We analysed KRANIOPHARYNGEOM 2000 multinational prospective 3-year follow-up data evaluating factors that potentially affect the prognosis and QoL of childhood craniopharyngioma patients: hypothalamic involvement, tumour volume, degree of resection, surgical hypothalamic lesions, relapse/progression of residual tumour and centre size of participating neurosurgical clinics. The cohort analysed reflects a high degree of completeness (>95%) in recruitment based on the known incidence rate (0.5–2.0 cases per million persons per year) of childhood craniopharyngioma (1, 2).

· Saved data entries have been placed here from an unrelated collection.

#[cfg(test)]
mod tests {
    use super::*;
    use crate::{error::Error, storage::MemorySource, strategy::LazyStrategy};

    fn roles() -> Vec<Role> {
        vec![
            Role::root(1),
            Role::new(2, 1),
            Role::new(3, 2),
            Role::new(4, 3),
            Role::new(5, 3),
        ]
    }

    fn users() -> Vec<User> {
        vec![
            User::new(1, "Carl CEO", 1),
            User::new(2, "Emily Employee", 4),
            User::new(3, "Sam Supervisor", 3),
            User::new(4, "Mary Manager", 2),
            User::new(5, "Steve Trainer", 5),
        ]
    }

    fn loaded(use_recursive: bool) -> RoleHierarchyResolver {
        let mut resolver = RoleHierarchyResolver::new(use_recursive);
        resolver.set_roles(&roles()).unwrap();
        resolver.set_users(&users());
        resolver
    }

    fn ids(users: &[User]) -> Vec<UserId> {
        users.iter().map(User::id).collect()
    }

    #[test]
    fn test_flag_selects_strategy() {
        assert_eq!(RoleHierarchyResolver::new(true).strategy(), Strategy::Lazy);
        assert_eq!(RoleHierarchyResolver::new(false).strategy(), Strategy::Eager);
        assert_eq!(RoleHierarchyResolver::default().strategy(), Strategy::Eager);
    }

    #[test]
    fn test_results_keep_catalog_order() {
        for use_recursive in [false, true] {
            let resolver = loaded(use_recursive);
            assert_eq!(ids(&resolver.get_subordinates(1)), vec![2, 3, 4, 5]);
            assert_eq!(ids(&resolver.get_subordinates(4)), vec![2, 3, 5]);
            assert!(resolver.get_subordinates(2).is_empty());
        }
    }

    #[test]
    fn test_caller_mutation_does_not_leak_in() {
        let mut roles = roles();
        let mut users = users();
        let mut resolver = RoleHierarchyResolver::new(false);
        resolver.set_roles(&roles).unwrap();
        resolver.set_users(&users);

        roles.push(Role::new(6, 5));
        users.push(User::new(6, "Tina Trainee", 6));

        assert_eq!(resolver.roles().len(), 5);
        assert_eq!(ids(&resolver.get_subordinates(3)), vec![2, 5]);
    }

    #[test]
    fn test_reloading_roles_rebuilds_index() {
        let mut resolver = loaded(false);
        assert_eq!(ids(&resolver.get_subordinates(3)), vec![2, 5]);

        // Trainer moves up to report to the manager.
        resolver
            .set_roles(&[
                Role::root(1),
                Role::new(2, 1),
                Role::new(3, 2),
                Role::new(4, 3),
                Role::new(5, 2),
            ])
            .unwrap();

        assert_eq!(ids(&resolver.get_subordinates(3)), vec![2]);
        assert_eq!(resolver.descendant_roles(2), HashSet::from([3, 4, 5]));
    }

    #[test]
    fn test_rejected_roles_keep_previous_state() {
        let mut resolver = loaded(false);

        let err = resolver
            .set_roles(&[Role::new(1, 2), Role::new(2, 1)])
            .unwrap_err();

        assert!(matches!(err, Error::CircularDependency(_)));
        assert_eq!(resolver.roles().len(), 5);
        assert_eq!(ids(&resolver.get_subordinates(3)), vec![2, 5]);
        assert_eq!(
            resolver.metrics().summary().error_counts.get("circular_dependency"),
            Some(&1)
        );
    }

    #[test]
    fn test_users_without_known_role_have_no_subordinates() {
        for use_recursive in [false, true] {
            let mut resolver = loaded(use_recursive);
            let mut users = users();
            users.push(User::new(7, "Rooted", 0));
            users.push(User::new(8, "Orphan", 42));
            resolver.set_users(&users);

            assert!(resolver.get_subordinates(7).is_empty());
            assert!(resolver.get_subordinates(8).is_empty());
            // And nobody ever finds them as subordinates.
            assert_eq!(ids(&resolver.get_subordinates(1)), vec![2, 3, 4, 5]);
        }
    }

    #[test]
    fn test_duplicate_user_ids_use_first_match() {
        let mut resolver = loaded(true);
        resolver.set_users(&[
            User::new(1, "Carl CEO", 3),
            User::new(1, "Shadow", 1),
            User::new(2, "Emily Employee", 4),
        ]);

        assert_eq!(resolver.role_of(1), Some(3));
        assert_eq!(ids(&resolver.get_subordinates(1)), vec![2]);
    }

    #[test]
    fn test_find_user_distinguishes_unknown_users() {
        let resolver = loaded(false);

        assert!(resolver.get_subordinates(2).is_empty());
        assert!(resolver.find_user(2).is_some());

        assert!(resolver.get_subordinates(999).is_empty());
        assert!(resolver.find_user(999).is_none());
    }

    #[test]
    fn test_max_depth_from_config() {
        let config = ResolverConfigBuilder::new().max_depth(2).build();
        let mut resolver = RoleHierarchyResolver::with_config(config);

        let err = resolver.set_roles(&roles()).unwrap_err();
        assert!(matches!(err, Error::MaxDepthExceeded(2)));
        assert!(resolver.roles().is_empty());
    }

    #[test]
    fn test_load_from_source() {
        let source = MemorySource::new().with_roles(roles()).with_users(users());
        let mut resolver = RoleHierarchyResolver::new(true);

        resolver.load_from(&source).unwrap();

        assert_eq!(resolver.users().len(), 5);
        assert_eq!(ids(&resolver.get_subordinates(3)), vec![2, 5]);
    }

    #[test]
    fn test_custom_strategy_overrides_config() {
        let config = ResolverConfigBuilder::new().strategy(Strategy::Eager).build();
        let resolver = RoleHierarchyResolver::with_strategy(Box::new(LazyStrategy::new()), config);

        assert_eq!(resolver.strategy(), Strategy::Lazy);
        assert_eq!(resolver.config().strategy, Strategy::Lazy);
    }

    #[test]
    fn test_metrics_track_loads_and_queries() {
        let resolver = loaded(false);
        resolver.get_subordinates(3);
        resolver.get_subordinates(999);

        let summary = resolver.metrics().summary();
        assert_eq!(summary.role_loads, 1);
        assert_eq!(summary.user_loads, 1);
        assert_eq!(summary.queries, 2);
        assert_eq!(summary.empty_results, 1);
    }

    #[test]
    fn test_metrics_can_be_disabled() {
        let config = ResolverConfigBuilder::new().enable_metrics(false).build();
        let mut resolver = RoleHierarchyResolver::with_config(config);
        resolver.set_roles(&roles()).unwrap();
        resolver.get_subordinates(1);

        let summary = resolver.metrics().summary();
        assert_eq!(summary.role_loads, 0);
        assert_eq!(summary.queries, 0);
        assert!(summary.query_durations.is_empty());
    }

    #[test]
    fn test_default_resolver_accepts_long_chains() {
        let chain: Vec<Role> = (1..=300).map(|id| Role::new(id, id - 1)).collect();
        let staff = vec![User::new(1, "Top", 1), User::new(2, "Bottom", 300)];

        for use_recursive in [false, true] {
            let mut resolver = RoleHierarchyResolver::new(use_recursive);
            resolver.set_roles(&chain).unwrap();
            resolver.set_users(&staff);

            assert_eq!(resolver.roles().max_depth(), 300);
            assert_eq!(ids(&resolver.get_subordinates(1)), vec![2]);
            assert_eq!(resolver.descendant_roles(1).len(), 299);
        }
    }

    #[test]
    fn test_lazy_resolver_handles_very_deep_chain() {
        let chain: Vec<Role> = (1..=200_000).map(|id| Role::new(id, id - 1)).collect();
        let mut resolver = RoleHierarchyResolver::new(true);
        resolver.set_roles(&chain).unwrap();
        resolver.set_users(&[User::new(1, "Top", 1), User::new(2, "Bottom", 200_000)]);

        assert_eq!(ids(&resolver.get_subordinates(1)), vec![2]);
        assert!(resolver.get_subordinates(2).is_empty());
    }
}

De Vile et al. (9, 10) have shown that hypothalamic lesions positively correlated with weight gain during follow-up. However, the authors analysed postoperative weight development mainly in relation to postoperative hypothalamic damage. Our grading system includes preoperative assessment of hypothalamic involvement. We have chosen the mammillary bodies as a specific landmark for the differential grading of anterior or posterior involvement/lesion, because in craniopharyngioma, even for large sellar masses with hypothalamic involvement the mammillary bodies can be recognised on MRI (especially in T2 sequences) most of the time. Puget et al. (13) also demonstrate that treatment stratification based on a pre-surgical score of hypothalamic involvement to avoid hypothalamic damage improves the outcome and prevented sequelae. These studies are mostly based on the single-institute retrospective format. In addition, there are only a few studies analysing the outcome of patients with craniopharyngioma in relation to the neurosurgeons' experience. Sanford (14) and Boop (15) report a marked difference in outcome according to the neurosurgeons' experience with the condition.

The multinational, multi-clinic, 3-year prospective aspects of this study, the use of standardised imaging and grading schematics, coupled with the QoL self-assessment survey (PEDQOL), all help to overcome previous disadvantages in examining impact of neurosurgeons' experience as well as centre patient load on extent of surgical hypothalamic lesions and consequential QoL impact due to both pre- and post-surgical conditions. The hypothalamic involvement/lesion score we use provides a defined grading based on the identification of the mammillary bodies in MRI, bolstered by anatomical classification in anterior and posterior hypothalamic parts to improve our understanding of the pathogenic impact of different hypothalamic lesions.

Our results show that surgical treatment of craniopharyngioma affects rather radical increase in BMI SDS during the post-surgical 36-month period, especially anterior and posterior hypothalamic surgical lesions (II°), with consequential severely lower QoL scores for social function family (Figs 3 and 4). In contrast to other reports in the literature (5), differences in terms of obesity (BMI SDS) at the time of diagnosis were not related to the grade of hypothalamic involvement in our cohort. Further analyses of larger prospectively evaluated cohorts are currently under process (KRANIOPHARYNGEOM 2007) to answer the question and clarify the discrepancy.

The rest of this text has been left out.